Темы для размышлений

  
      -- Выявление несущих противоречий в отдельных отраслях промышленности. Создание типового алгоритма по выявлению таких противоречий.
      -- Историко-философский анализ изменения парадигм техники в различных отраслях промышленности.
      -- Проблема определения пределов развития техники в заданной парадигме.
      -- Проблема антропоцентричности в понимании техники.
      -- Взаимодействие несущих противоречий отдельных областей техники в рамках общих противоречий техносферы и антропосферы
      -- Соотношение несущего и актуального противоречий.
      -- Прогнозирование принципиально новых отраслей техники, возникающих как способ решения ныне актуальных противоречий. Формулировка будущих парадигм техники.
      -- Проблема взаимодействия культуры и технологии как проекция взаимодействия антропосферы и техносферы.
      -- Сознающая себя машина как двигатель цивилизации.
      -- Технологизация человека: от феномена к изделию.
  
  

Приложение 2

ДОПОЛНЕНИЯ О ВОЕННОЙ ТЕХНИКЕ

   1. Предложения по усовершенствованию стрелкового вооружения всегда были многочисленны и разнообразны. Причудливые механизмы и оригинальные технические решения применяются уже десятилетиями.
   Предложенное А.В. Митрофановым использование нескольких типов боеприпасов достигается уже сейчас с помощью пуль различных модификаций (пуля из мягкого металла и пуля со стальным сердечником, трассирующая, зажигательная и т.п.). Поэтому использование в одной штурмовой винтовке стволов двух калибров качественно эту ситуацию не исправит.

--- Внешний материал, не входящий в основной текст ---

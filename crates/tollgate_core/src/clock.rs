//! Time sources for reset decisions.

use chrono::{DateTime, Utc};
use std::sync::{Arc, Mutex};

/// Supplies the current instant; calendar days are always UTC.
pub trait Clock: Send + Sync + std::fmt::Debug {
    /// Current instant.
    fn now(&self) -> DateTime<Utc>;
}

/// Wall clock.
#[derive(Debug, Clone, Copy, Default)]
pub struct SystemClock;

impl Clock for SystemClock {
    fn now(&self) -> DateTime<Utc> {
        Utc::now()
    }
}

/// Clock that only moves when told to. Clones share the same instant.
///
/// # Examples
///
/// ```
/// use tollgate_core::{Clock, ManualClock};
/// use chrono::{Duration, TimeZone, Utc};
///
/// let clock = ManualClock::new(Utc.with_ymd_and_hms(2024, 1, 1, 23, 0, 0).unwrap());
/// clock.advance(Duration::hours(2));
/// assert_eq!(clock.now().date_naive().to_string(), "2024-01-02");
/// ```
#[derive(Debug, Clone)]
pub struct ManualClock {
    now: Arc<Mutex<DateTime<Utc>>>,
}

impl ManualClock {
    /// Start the clock at `at`.
    pub fn new(at: DateTime<Utc>) -> Self {
        Self {
            now: Arc::new(Mutex::new(at)),
        }
    }

    /// Jump to `at`.
    pub fn set(&self, at: DateTime<Utc>) {
        *self.now.lock().unwrap_or_else(|e| e.into_inner()) = at;
    }

    /// Move forward by `by`.
    pub fn advance(&self, by: chrono::Duration) {
        let mut now = self.now.lock().unwrap_or_else(|e| e.into_inner());
        *now += by;
    }
}

impl Clock for ManualClock {
    fn now(&self) -> DateTime<Utc> {
        *self.now.lock().unwrap_or_else(|e| e.into_inner())
    }
}
//! Command-line interface module.

mod commands;
mod handlers;

pub use commands::{Cli, Commands};
pub use handlers::handle_command;
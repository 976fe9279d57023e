//! Core data types for the Tollgate quota gateway.
//!
//! This crate provides the records shared by every other Tollgate crate:
//! the per-tenant [`Account`], its [`Plan`], the audit trail entries, the
//! admission decision and the clock abstraction used for daily resets.

#![forbid(unsafe_code)]
#![warn(missing_docs)]

mod account;
mod admission;
mod clock;
mod plan;
mod usage;

pub use account::{Account, DEFAULT_TRIAL_DAYS, PlanLogEntry, ResetLogEntry, TenantId};
pub use admission::Admission;
pub use clock::{Clock, ManualClock, SystemClock};
pub use plan::Plan;
pub use usage::{Metered, OperationRecord, OperationStatus, UsageReport};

   Появление подствольного гранатомёта также нельзя рассматривать как критерий новой парадигмы стрелкового вооружения: винтовочные гранатомёты появились еще в Первую мировую войну, активно использовались во Вторую.
  
   2. Было бы ошибкой представлять уже нынешнюю ситуацию противостояния танка и ПТУРСа в том виде, что бронированные неповоротливые "мастодонты" сотнями гибнут под ударами кумулятивных зарядов. Если взять статистику потерь танков в Грозном [19] и в войне 2006-го ("Второй Ливанской" или же "Июльской") [64], то видно, что танки выдерживали множественные попадания из гранатометов и, даже будучи подбитыми, сравнительно быстро ремонтировались. Один экипаж мог сменить несколько подбитых танков, а восстанавливаемый танк переходил от экипажа к экипажу.

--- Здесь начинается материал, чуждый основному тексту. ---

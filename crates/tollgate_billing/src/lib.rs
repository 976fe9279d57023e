//! Billing provider backends for Tollgate.
//!
//! [`LocalBillingProvider`] keeps subscriptions in process memory, optionally
//! mirrored to a JSON file. It stands in for the commerce platform during
//! development, in tests and behind the `tollgate` CLI.

#![forbid(unsafe_code)]
#![warn(missing_docs)]

mod local;

pub use local::{LocalBillingProvider, LocalSubscription, SubscriptionStatus};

   Однако в Чечне, Ливане, Ираке, Афганистане заведомо более сильная и технологически оснащенная сторона пользовалась всеми преимуществами контроля воздушного пространства и, кроме того, ею преимущественно велись наступательные действия, поврежденные танки эвакуировались. Разве что при штурме Грозного можно говорить о приблизительном паритете в технической оснащенности сторон - использовалось вооружение 70-80-х гг. В 2006-м движение "Хэзболла" не располагало тяжелой техникой - боевые действия велись с использованием ракетного вооружения, гранатометов или же минометов, и весь парадокс в том, что для оборонительных боёв против израильских танков и авиации этого оказалось достаточно.
   Разумеется, к идее отказа от концепции танка в виде "бронированной повозки для пушки" можно подобрать вполне обоснованные возражения.

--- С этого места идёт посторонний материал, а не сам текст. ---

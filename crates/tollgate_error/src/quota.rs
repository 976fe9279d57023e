//! Quota denial types.

/// Why admission was refused.
#[derive(Debug, Clone, Copy, PartialEq, Eq, Hash, PartialOrd, Ord, derive_more::Display)]
pub enum DenyReason {
    /// Tenant never picked a plan
    #[display("plan none")]
    PlanNone,
    /// Trial days are used up
    #[display("trial exhausted")]
    TrialExhausted,
    /// Paid subscription lapsed
    #[display("plan old")]
    PlanLapsed,
    /// Usage reached the period ceiling
    #[display("token limit reached ({}/{})", usage, limit)]
    LimitReached {
        /// Tokens consumed this period
        usage: u64,
        /// Ceiling for this period
        limit: u64,
    },
}

/// Admission denial with location tracking.
///
/// # Examples
///
/// ```
/// use tollgate_error::{DenyReason, QuotaError};
///
/// let err = QuotaError::new(DenyReason::PlanNone);
/// assert!(format!("{}", err).contains("plan none"));
/// ```
#[derive(Debug, Clone, derive_more::Display, derive_more::Error)]
#[display("Token limit exceeded: {} at line {} in {}", reason, line, file)]
pub struct QuotaError {
    /// Why the request was denied
    pub reason: DenyReason,
    /// Line number where error was created
    pub line: u32,
    /// File where error was created
    pub file: &'static str,
}

impl QuotaError {
    /// Create a new denial with automatic location tracking.
    #[track_caller]
    pub fn new(reason: DenyReason) -> Self {
        let location = std::panic::Location::caller();
        Self {
            reason,
            line: location.line(),
            file: location.file(),
        }
    }
}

   Во-первых, даже снаряды калибром 12,5-30 мм уже могут пробивать броню в 50-60 мм. И эти снаряды могут быть настолько многочисленными, что для противодействия им не хватит никаких блоков активной защиты.
   Во-вторых, из пушки можно стрелять ракетой, а потому от такого ценного средства доставки (универсального и дающего снаряду высокую скорость полета) не откажутся.
   В-третьих, ракета помехоуязвима, т.к. содержит электронику, а подкалиберный снаряд никаким электромагнитным импульсом с пути не собьешь.
   Но к этим доводам можно привести контраргументы.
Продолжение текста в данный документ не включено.